DevExpress treats all security related matters and possible security vulnerabilities with the highest priority. DevExpress will issue security advisories and release appropriate security patches once a vulnerability has been identified and addressed. Though our primary focus will be to patch production versions of DevExpress products, we will endeavor to patch discontinued versions as circumstances and risks warrant. Whenever possible, we will develop workarounds if an upgrade is not an option for you or your organization.

If you believe you have found a security vulnerability in any DevExpress-owned repository, please report it to us as described below.

Reporting Security Issues

Please do not report security vulnerabilities through public GitHub issues. Instead, submit your report via the DevExpress Support Center (where you can create private support tickets).

If you do not wish to create a DevExpress.com account, simply forward your report via email to securitylab@devexpress.com.

To help us understand the nature and scope of the vulnerability, please include as much information as possible.
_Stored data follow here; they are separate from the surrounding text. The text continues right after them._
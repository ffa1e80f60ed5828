//! Region entries.
//!
//! An entry pairs a key with the value stored under it. Entries are shared between the
//! owning region, its indexes and any query currently iterating them; a query that
//! reaches an entry after it was destroyed sees UNDEFINED instead of stale data.

use crate::value::Value;
use core::sync::atomic::{AtomicBool, Ordering};
use std::sync::Arc;

/// Shared handle to a region entry.
pub type EntryRef = Arc<RegionEntry>;

/// A key/value pair stored in a region.
#[derive(Debug)]
pub struct RegionEntry {
    key: Value,
    value: Value,
    /// Version number for change detection. Incremented on each update of the key.
    version: u64,
    destroyed: AtomicBool,
}

impl RegionEntry {
    /// Creates a new live entry.
    pub fn new(key: Value, value: Value, version: u64) -> Self {
        Self {
            key,
            value,
            version,
            destroyed: AtomicBool::new(false),
        }
    }

    /// Creates a shared entry handle.
    pub fn shared(key: Value, value: Value, version: u64) -> EntryRef {
        Arc::new(Self::new(key, value, version))
    }

    /// Returns the key.
    #[inline]
    pub fn key(&self) -> &Value {
        &self.key
    }

    /// Returns the value.
    #[inline]
    pub fn value(&self) -> &Value {
        &self.value
    }

    /// Returns the version number.
    #[inline]
    pub fn version(&self) -> u64 {
        self.version
    }

    /// Marks the entry as destroyed.
    pub fn mark_destroyed(&self) {
        self.destroyed.store(true, Ordering::Release);
    }

    /// Returns true once the entry has been destroyed.
    #[inline]
    pub fn is_destroyed(&self) -> bool {
        self.destroyed.load(Ordering::Acquire)
    }
}
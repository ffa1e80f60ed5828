//! Key-to-bucket routing.

use core::hash::{Hash, Hasher};
use tessera_core::{BucketId, Value};

/// FNV-1a hasher. Stable across processes, unlike the std `RandomState`.
struct FnvHasher {
    state: u64,
}

impl FnvHasher {
    const FNV_OFFSET: u64 = 0xcbf29ce484222325;
    const FNV_PRIME: u64 = 0x100000001b3;

    fn new() -> Self {
        Self {
            state: Self::FNV_OFFSET,
        }
    }
}

impl Hasher for FnvHasher {
    fn finish(&self) -> u64 {
        self.state
    }

    fn write(&mut self, bytes: &[u8]) {
        for byte in bytes {
            self.state ^= *byte as u64;
            self.state = self.state.wrapping_mul(Self::FNV_PRIME);
        }
    }
}

/// Returns the bucket a key is stored in.
pub fn bucket_for_key(key: &Value, bucket_count: usize) -> BucketId {
    if bucket_count <= 1 {
        return 0;
    }
    let mut hasher = FnvHasher::new();
    key.hash(&mut hasher);
    (hasher.finish() % bucket_count as u64) as BucketId
}
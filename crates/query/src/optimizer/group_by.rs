//! GROUP BY rewrite.

use super::CompilePass;
use crate::ast::{CompiledQuery, CompiledValue, NodeId, Projection};
use crate::error::{QueryError, Result};

/// Rewrites `SELECT a, b ... GROUP BY a, b` into `SELECT DISTINCT a, b ... ORDER BY a, b`.
///
/// The GROUP BY list must equal the projection list, column for column. An
/// explicit ORDER BY is kept as written.
pub struct GroupByRewrite;

impl CompilePass for GroupByRewrite {
    fn apply(&self, query: &mut CompiledQuery, id: NodeId) -> Result<()> {
        let Some(select) = query.select(id) else {
            return Ok(());
        };
        if select.group_by.is_empty() {
            return Ok(());
        }
        let columns: Vec<NodeId> = match &select.projection {
            Projection::Columns(fields) => fields.iter().map(|f| f.expr).collect(),
            _ => {
                return Err(QueryError::invalid_query(
                    "GROUP BY requires an explicit projection list",
                ))
            }
        };
        let group_by = select.group_by.clone();
        let matches = columns.len() == group_by.len()
            && columns
                .iter()
                .zip(&group_by)
                .all(|(c, g)| query.canonical(*c) == query.canonical(*g));
        if !matches {
            return Err(QueryError::invalid_query(
                "GROUP BY list must match the projection list",
            ));
        }

        let add_order_by = select.order_by.is_empty();
        let criteria: Vec<NodeId> = if add_order_by {
            group_by
                .iter()
                .map(|g| {
                    query.push(CompiledValue::SortCriterion {
                        expr: *g,
                        descending: false,
                    })
                })
                .collect()
        } else {
            Vec::new()
        };

        if let CompiledValue::Select(select) = query.node_mut(id) {
            select.distinct = true;
            if add_order_by {
                select.order_by = criteria;
            }
            select.group_by.clear();
            select.plan.group_by_rewritten = true;
        }
        Ok(())
    }

    fn name(&self) -> &'static str {
        "group_by_rewrite"
    }
}
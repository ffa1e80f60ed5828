//! Query engine configuration.

use serde::{Deserialize, Serialize};

/// Tunables for query execution.
#[derive(Debug, Clone, PartialEq, Eq, Serialize, Deserialize)]
#[serde(default)]
pub struct QueryConfig {
    /// Allow WHERE clauses to be answered from indexes.
    pub index_usage: bool,
    /// Allow the `entrySet` / `key IN` bulk-fetch path.
    pub bulk_fetch: bool,
    /// Run bucket-local evaluations on the rayon pool.
    pub parallel_buckets: bool,
    /// Allow LIMIT (and ORDER BY) to be pushed into index lookups.
    pub limit_pushdown: bool,
    /// Log a summary line for every query, as if it carried `<trace>`.
    pub trace_all: bool,
}

impl Default for QueryConfig {
    fn default() -> Self {
        Self {
            index_usage: true,
            bulk_fetch: true,
            parallel_buckets: true,
            limit_pushdown: true,
            trace_all: false,
        }
    }
}

impl QueryConfig {
    pub fn with_index_usage(mut self, enabled: bool) -> Self {
        self.index_usage = enabled;
        self
    }

    pub fn with_bulk_fetch(mut self, enabled: bool) -> Self {
        self.bulk_fetch = enabled;
        self
    }

    pub fn with_parallel_buckets(mut self, enabled: bool) -> Self {
        self.parallel_buckets = enabled;
        self
    }

    pub fn with_limit_pushdown(mut self, enabled: bool) -> Self {
        self.limit_pushdown = enabled;
        self
    }

    pub fn with_trace_all(mut self, enabled: bool) -> Self {
        self.trace_all = enabled;
        self
    }
}

#[cfg(test)]
mod tests {
    use super::*;

    #[test]
    fn test_defaults() {
        let config = QueryConfig::default();
        assert!(config.index_usage);
        assert!(config.bulk_fetch);
        assert!(!config.trace_all);
    }

    #[test]
    fn test_partial_json_uses_defaults() {
        let config: QueryConfig = serde_json::from_str(r#"{"index_usage": false}"#).unwrap();
        assert_eq!(config, QueryConfig::default().with_index_usage(false));
    }

    #[test]
    fn test_builder() {
        let config = QueryConfig::default()
            .with_parallel_buckets(false)
            .with_trace_all(true);
        assert!(!config.parallel_buckets);
        assert!(config.trace_all);
    }
}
Answers to the following will help us isolate the issue in the shortest possible timeframe:

  • Type of the issue (e.g. buffer overflow, SQL injection, cross-site scripting, etc.)

  • Full path of source file(s) related to the issue/vulnerability

  • The location of the affected source code (tag/branch/commit, or direct URL)

  • Any special configuration required to reproduce the issue

  • Step-by-step instructions to reproduce the issue

  • Proof-of-concept or exploit code (if possible)

  • Impact of the issue, including how an attacker might exploit the issue

Once you’ve submitted a report, you will receive a response within one business day (24 hours), excluding weekends and holidays.

Preferred Languages

We prefer all communications to be in English.